Стефан Геймс - Агасфер
Все это звучит для чиновников и господ из магистрата сладостной музыкой, ибо авторитетный ученый подтверждает, что не они сами виновны в разного рода бедах и напастях, а легионы чертей; будь их воля, слушатели уже сейчас дали бы кандидату Эйцену высокую оценку summa cum laude. Ему же казалось, будто Лейхтентрагер вознамерился прямо-таки влезть в его шкуру, так близко придвинулся он со своим горбом и хромой ногой. Сам испугавшись своего громового голоса, кандидат Эйцен отчеканил: «Но власть злых ангелов могущественнее любой людской, поскольку исходит от Бога и поэтому лишь немногим уступает власти Господней. А князем злых ангелов служит ангел Люцифер, который восседает над нижними чинами на черном троне, объятый пламенем, а другой из их главных — Агасфер, желающий переделать мир и верующий, что это возможно, равно как возможно изменить в нем людей».
На этом он умолк. Лютер, как он заметил, обеспокоен; подобных вещей почтенному доктору слышать не хочется, еще неизвестно, откуда набрался подобных премудростей господин кандидат.
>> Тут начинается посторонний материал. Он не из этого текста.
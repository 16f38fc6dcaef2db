//! Client-side browsing of the product list: filter, sort, paginate.
//!
//! Everything here is pure. Callers fetch the full list once and re-run
//! [`browse`] whenever the shopper changes a filter, the sort or the page.

use crate::types::Product;
use std::cmp::Ordering;
use std::fmt;
use std::str::FromStr;
use thiserror::Error;

pub const ALL_CATEGORIES: &str = "All";
pub const DEFAULT_PAGE_SIZE: usize = 9;
pub const DEFAULT_PRICE_CEILING: f64 = 2000.0;

#[derive(Debug, Clone, Copy, PartialEq, Eq, Default)]
pub enum SortKey {
    #[default]
    BestRating,
    PriceLowToHigh,
    PriceHighToLow,
    Newest,
}

impl SortKey {
    pub const ALL: [SortKey; 4] = [
        SortKey::BestRating,
        SortKey::PriceLowToHigh,
        SortKey::PriceHighToLow,
        SortKey::Newest,
    ];

    pub fn label(&self) -> &'static str {
        match self {
            Self::BestRating => "Best Rating",
            Self::PriceLowToHigh => "Price: Low to High",
            Self::PriceHighToLow => "Price: High to Low",
            Self::Newest => "Newest Arrivals",
        }
    }

    fn compare(&self, a: &Product, b: &Product) -> Ordering {
        match self {
            Self::BestRating => b.ratings.unwrap_or(0.0).total_cmp(&a.ratings.unwrap_or(0.0)),
            Self::PriceLowToHigh => a.effective_price().total_cmp(&b.effective_price()),
            Self::PriceHighToLow => b.effective_price().total_cmp(&a.effective_price()),
            // `None < Some`, so undated products sink to the end.
            Self::Newest => b.created_at.cmp(&a.created_at),
        }
    }
}

impl fmt::Display for SortKey {
    fn fmt(&self, f: &mut fmt::Formatter<'_>) -> fmt::Result {
        f.write_str(self.label())
    }
}

#[derive(Debug, Clone, PartialEq, Eq, Error)]
#[error("unknown sort {0:?}; expected one of: Best Rating, Price: Low to High, Price: High to Low, Newest Arrivals")]
pub struct ParseSortKeyError(pub String);

impl FromStr for SortKey {
    type Err = ParseSortKeyError;

    fn from_str(s: &str) -> Result<Self, Self::Err> {
        let normalized = s.trim().to_ascii_lowercase();
        if let Some(key) = Self::ALL
            .into_iter()
            .find(|key| key.label().to_ascii_lowercase() == normalized)
        {
            return Ok(key);
        }
        match normalized.as_str() {
            "rating" | "best" => Ok(Self::BestRating),
            "price-asc" | "price" => Ok(Self::PriceLowToHigh),
            "price-desc" => Ok(Self::PriceHighToLow),
            "newest" | "new" => Ok(Self::Newest),
            _ => Err(ParseSortKeyError(s.to_string())),
        }
    }
}

/// Inclusive price bounds.
#[derive(Debug, Clone, Copy, PartialEq)]
pub struct PriceRange {
    pub min: f64,
    pub max: f64,
}

impl PriceRange {
    pub fn contains(&self, price: f64) -> bool {
        price >= self.min && price <= self.max
    }
}

#[derive(Debug, Clone, PartialEq)]
pub struct CatalogFilter {
    /// Exact category name, or [`ALL_CATEGORIES`].
    pub category: String,
    pub price: Option<PriceRange>,
}

impl Default for CatalogFilter {
    fn default() -> Self {
        Self {
            category: ALL_CATEGORIES.to_string(),
            price: None,
        }
    }
}

impl CatalogFilter {
    pub fn matches(&self, product: &Product) -> bool {
        if self.category != ALL_CATEGORIES && product.category != self.category {
            return false;
        }
        self.price
            .map_or(true, |range| range.contains(product.effective_price()))
    }
}

#[derive(Debug, Clone, PartialEq)]
pub struct CatalogQuery {
    pub filter: CatalogFilter,
    pub sort: SortKey,
    /// 1-based; clamped into range by [`browse`].
    pub page: usize,
    pub page_size: usize,
}

impl Default for CatalogQuery {
    fn default() -> Self {
        Self {
            filter: CatalogFilter::default(),
            sort: SortKey::default(),
            page: 1,
            page_size: DEFAULT_PAGE_SIZE,
        }
    }
}

#[derive(Debug, Clone, PartialEq)]
pub struct CatalogPage {
    pub items: Vec<Product>,
    pub page: usize,
    pub total_pages: usize,
    pub total_items: usize,
}

pub fn total_pages(total_items: usize, page_size: usize) -> usize {
    total_items.div_ceil(page_size.max(1)).max(1)
}

pub fn browse(products: &[Product], query: &CatalogQuery) -> CatalogPage {
    let mut matching: Vec<&Product> = products.iter().filter(|p| query.filter.matches(p)).collect();
    // Stable, so equal keys keep the backend's order.
    matching.sort_by(|a, b| query.sort.compare(a, b));

    let page_size = query.page_size.max(1);
    let total_items = matching.len();
    let total_pages = total_pages(total_items, page_size);
    let page = query.page.clamp(1, total_pages);

    let items = matching
        .into_iter()
        .skip((page - 1) * page_size)
        .take(page_size)
        .cloned()
        .collect();

    CatalogPage {
        items,
        page,
        total_pages,
        total_items,
    }
}

/// Upper bound for the price slider: the highest base price rounded up to
/// the next hundred.
pub fn price_ceiling(products: &[Product]) -> f64 {
    let highest = products.iter().map(|p| p.price).fold(f64::NEG_INFINITY, f64::max);
    let ceiling = (highest / 100.0).ceil() * 100.0;
    if ceiling.is_finite() && ceiling > 0.0 {
        ceiling
    } else {
        DEFAULT_PRICE_CEILING
    }
}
Эйцену и самому стало жутко, тем более что на улице и в зале неожиданно потемнело, затем за окнами блеснула молния, грянул гром. Эйцен пал на колени. Пока Меланхтон и другие экзаменаторы возились с Эйценом, помогая ему подняться, он увидел, что приятель его куда-то исчез и он оказался один среди профессоров, докторов и остальной почтенной публики; облегченно сложив руки, будто для молитвы, он сказал своим обычным, вполне знакомым всем голосом: «Но мы с Божьей помощью будем бороться с силами зла. Христос победит сатану и падших ангелов».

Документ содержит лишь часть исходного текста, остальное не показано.